Opinião

Não chove em Berlim, meu amor

A televisão acabava de dizer que já não era preciso visto para atravessar o muro.

Não chovia em Berlim naquela noite.

A televisão acabava de dizer que já não era preciso visto para atravessar o muro.

O jornalista fez a pergunta:

- a partir de quando?

- de imediato.

As autoridades da Alemanha oriental não estavam prontas para o que viria a seguir.

Uma sucessão de acontecimentos nos meses anteriores não indiciavam que tudo «aquilo» acabaria assim, «de imediato».

Na fronteira, oficiais sargentos e guardas ficaram sem saber o que fazer.

De «de imediato», milhares de berlinenses do lado oriental desceram as ruas em direção à outra Berlim.

À mesma Berlim.

As portas abriram-se, assim, «de imediato», e o mundo entrou num processo que já não tinha como voltar atrás.

Sem tiros, sem polícia, sem forças especiais, sem sangue.

Só com lágrimas.

Não estava em Berlim nessa noite em que não choveu.

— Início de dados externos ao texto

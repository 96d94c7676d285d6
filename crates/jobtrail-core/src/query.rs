//! Read-side query values: filters, ordering, limits.

use std::fmt;
use std::str::FromStr;

use serde::{Deserialize, Serialize};
use thiserror::Error;

use crate::{JobStatus, SCORE_MAX, SCORE_MIN};

#[derive(Debug, Clone, PartialEq, Eq, Error)]
pub enum QueryError {
    #[error("unknown order field `{0}`")]
    UnknownField(String),
    #[error("unknown sort direction `{0}` (expected ASC or DESC)")]
    UnknownDirection(String),
    #[error("unknown filter `{0}`")]
    UnknownFilter(String),
    #[error("invalid value {value:?} for filter `{field}`")]
    InvalidValue { field: String, value: String },
}

#[derive(Debug, Clone, Copy, PartialEq, Eq, Serialize, Deserialize)]
#[serde(rename_all = "snake_case")]
pub enum OrderField {
    CreatedAt,
    UpdatedAt,
    PostedDate,
    Score,
    Status,
    Title,
    Url,
}

impl OrderField {
    pub const ALL: &'static [OrderField] = &[
        OrderField::CreatedAt,
        OrderField::UpdatedAt,
        OrderField::PostedDate,
        OrderField::Score,
        OrderField::Status,
        OrderField::Title,
        OrderField::Url,
    ];

    pub fn as_str(&self) -> &'static str {
        match self {
            OrderField::CreatedAt => "created_at",
            OrderField::UpdatedAt => "updated_at",
            OrderField::PostedDate => "posted_date",
            OrderField::Score => "score",
            OrderField::Status => "status",
            OrderField::Title => "title",
            OrderField::Url => "url",
        }
    }
}

#[derive(Debug, Clone, Copy, PartialEq, Eq, Serialize, Deserialize)]
pub enum Direction {
    Asc,
    Desc,
}

impl Direction {
    pub fn as_sql(&self) -> &'static str {
        match self {
            Direction::Asc => "ASC",
            Direction::Desc => "DESC",
        }
    }
}

/// `"<field> [ASC|DESC]"`, ascending when the direction is omitted.
#[derive(Debug, Clone, Copy, PartialEq, Eq, Serialize, Deserialize)]
pub struct OrderBy {
    pub field: OrderField,
    pub direction: Direction,
}

impl OrderBy {
    pub fn asc(field: OrderField) -> Self {
        Self {
            field,
            direction: Direction::Asc,
        }
    }

    pub fn desc(field: OrderField) -> Self {
        Self {
            field,
            direction: Direction::Desc,
        }
    }
}

impl Default for OrderBy {
    fn default() -> Self {
        OrderBy::desc(OrderField::CreatedAt)
    }
}

impl fmt::Display for OrderBy {
    fn fmt(&self, f: &mut fmt::Formatter<'_>) -> fmt::Result {
        write!(f, "{} {}", self.field.as_str(), self.direction.as_sql())
    }
}

impl FromStr for OrderBy {
    type Err = QueryError;

    fn from_str(s: &str) -> Result<Self, Self::Err> {
        let mut parts = s.split_whitespace();
        let field_text = parts
            .next()
            .ok_or_else(|| QueryError::UnknownField(s.to_string()))?;
        let field = OrderField::ALL
            .iter()
            .copied()
            .find(|f| f.as_str().eq_ignore_ascii_case(field_text))
            .ok_or_else(|| QueryError::UnknownField(field_text.to_string()))?;
        let direction = match parts.next() {
            None => Direction::Asc,
            Some(d) if d.eq_ignore_ascii_case("asc") => Direction::Asc,
            Some(d) if d.eq_ignore_ascii_case("desc") => Direction::Desc,
            Some(d) => return Err(QueryError::UnknownDirection(d.to_string())),
        };
        if let Some(extra) = parts.next() {
            return Err(QueryError::UnknownDirection(extra.to_string()));
        }
        Ok(OrderBy { field, direction })
    }
}

/// Selection over stored jobs. Unset filters do not constrain.
#[derive(Debug, Clone, Default, PartialEq, Serialize, Deserialize)]
pub struct JobFilter {
    pub status: Option<JobStatus>,
    pub min_score: Option<f64>,
    pub source: Option<String>,
    pub order_by: OrderBy,
    pub limit: Option<u32>,
}

impl JobFilter {
    pub fn with_status(mut self, status: JobStatus) -> Self {
        self.status = Some(status);
        self
    }

    pub fn with_min_score(mut self, min_score: f64) -> Self {
        self.min_score = Some(min_score);
        self
    }

    pub fn with_source(mut self, source: impl Into<String>) -> Self {
        self.source = Some(source.into());
        self
    }

    pub fn ordered_by(mut self, order_by: OrderBy) -> Self {
        self.order_by = order_by;
        self
    }

    pub fn with_limit(mut self, limit: u32) -> Self {
        self.limit = Some(limit);
        self
    }

    /// Builds a filter from loose key/value pairs (query strings, CLI).
    /// Empty values are treated as unset.
    pub fn from_pairs<'a, I>(pairs: I) -> Result<Self, QueryError>
    where
        I: IntoIterator<Item = (&'a str, &'a str)>,
    {
        let mut filter = JobFilter::default();
        for (key, value) in pairs {
            let value = value.trim();
            if value.is_empty() {
                continue;
            }
            let invalid = || QueryError::InvalidValue {
                field: key.to_string(),
                value: value.to_string(),
            };
            match key {
                "status" => filter.status = Some(value.parse().map_err(|_| invalid())?),
                "min_score" => {
                    let score: f64 = value.parse().map_err(|_| invalid())?;
                    if !(SCORE_MIN..=SCORE_MAX).contains(&score) {
                        return Err(invalid());
                    }
                    filter.min_score = Some(score);
                }
                "source" => filter.source = Some(value.to_string()),
                "order_by" => filter.order_by = value.parse()?,
                "limit" => filter.limit = Some(value.parse().map_err(|_| invalid())?),
                other => return Err(QueryError::UnknownFilter(other.to_string())),
            }
        }
        Ok(filter)
    }
}

#[cfg(test)]
mod tests {
    use super::*;

    #[test]
    fn parses_field_and_direction() {
        assert_eq!(
            "score DESC".parse::<OrderBy>().unwrap(),
            OrderBy::desc(OrderField::Score)
        );
        assert_eq!(
            "title".parse::<OrderBy>().unwrap(),
            OrderBy::asc(OrderField::Title)
        );
        assert_eq!(
            "Posted_Date asc".parse::<OrderBy>().unwrap(),
            OrderBy::asc(OrderField::PostedDate)
        );
    }

    #[test]
    fn rejects_unknown_fields_and_directions() {
        assert_eq!(
            "salary DESC".parse::<OrderBy>().unwrap_err(),
            QueryError::UnknownField("salary".into())
        );
        assert_eq!(
            "score sideways".parse::<OrderBy>().unwrap_err(),
            QueryError::UnknownDirection("sideways".into())
        );
        assert!("score DESC; DROP TABLE jobs".parse::<OrderBy>().is_err());
        assert!("".parse::<OrderBy>().is_err());
    }

    #[test]
    fn default_order_is_newest_first() {
        assert_eq!(OrderBy::default().to_string(), "created_at DESC");
    }

    #[test]
    fn filter_from_pairs() {
        let filter = JobFilter::from_pairs([
            ("status", "applied"),
            ("min_score", "7"),
            ("source", "builtin.com"),
            ("order_by", "score DESC"),
            ("limit", "5"),
        ])
        .unwrap();
        assert_eq!(filter.status, Some(JobStatus::Applied));
        assert_eq!(filter.min_score, Some(7.0));
        assert_eq!(filter.source.as_deref(), Some("builtin.com"));
        assert_eq!(filter.order_by, OrderBy::desc(OrderField::Score));
        assert_eq!(filter.limit, Some(5));
    }

    #[test]
    fn filter_from_pairs_rejects_unknown_keys_and_bad_values() {
        assert_eq!(
            JobFilter::from_pairs([("salary", "100")]).unwrap_err(),
            QueryError::UnknownFilter("salary".into())
        );
        assert!(matches!(
            JobFilter::from_pairs([("status", "bogus")]).unwrap_err(),
            QueryError::InvalidValue { .. }
        ));
        assert!(matches!(
            JobFilter::from_pairs([("limit", "-1")]).unwrap_err(),
            QueryError::InvalidValue { .. }
        ));
        for score in ["NaN", "inf", "-inf", "10.5", "-1"] {
            assert!(
                matches!(
                    JobFilter::from_pairs([("min_score", score)]).unwrap_err(),
                    QueryError::InvalidValue { .. }
                ),
                "min_score={score}"
            );
        }
        assert_eq!(
            JobFilter::from_pairs([("min_score", "10")]).unwrap().min_score,
            Some(10.0)
        );
    }

    #[test]
    fn empty_values_leave_filters_unset() {
        let filter = JobFilter::from_pairs([("status", ""), ("source", " ")]).unwrap();
        assert_eq!(filter, JobFilter::default());
    }
}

As imagens que chegavam pela televisão, os sons, os relatos dos enviados, o muro a ser partido a martelo, à força de braços, gente abraçada, uma multidão a tomar as ruas, a celebrar, os políticos sem saber o que fazer.

E os guardas da fronteira que desistiram de cumprir a ordem.

A polícia de choque não saiu, os militares ficaram nas casernas.

E o povo, o mesmo que marchou semanas seguidas, primeiro cem, depois mil, depois milhares, depois um milhão, essa massa cheia de força - ninguém manda abater um milhão de pessoas - a história a mudar diante dos nossos olhos, eles a fazerem a história naquele momento.

E nós, e eu, que queria tanto estar lá, naquele momento, fiquei apenas a ver a história acontecer.

O triunfo de cidadãos sobre a ditadura, os Trabant a cruzar a fronteira, dois mundos, tão diferentes, tão opostos, tão perto.

Em 2003, no filme «Adeus, Lenine», a história daqueles momentos voltou à minha memória. E a reconstrução de uma realidade que já não existia para manter viva uma fervorosa apoiante do regime tem tanto de amor como de non-sense.

Naquela noite de 89, em Berlim, o muro caiu, o mundo começou a mudar.

Não choveu e eu queria muito ter lá estado.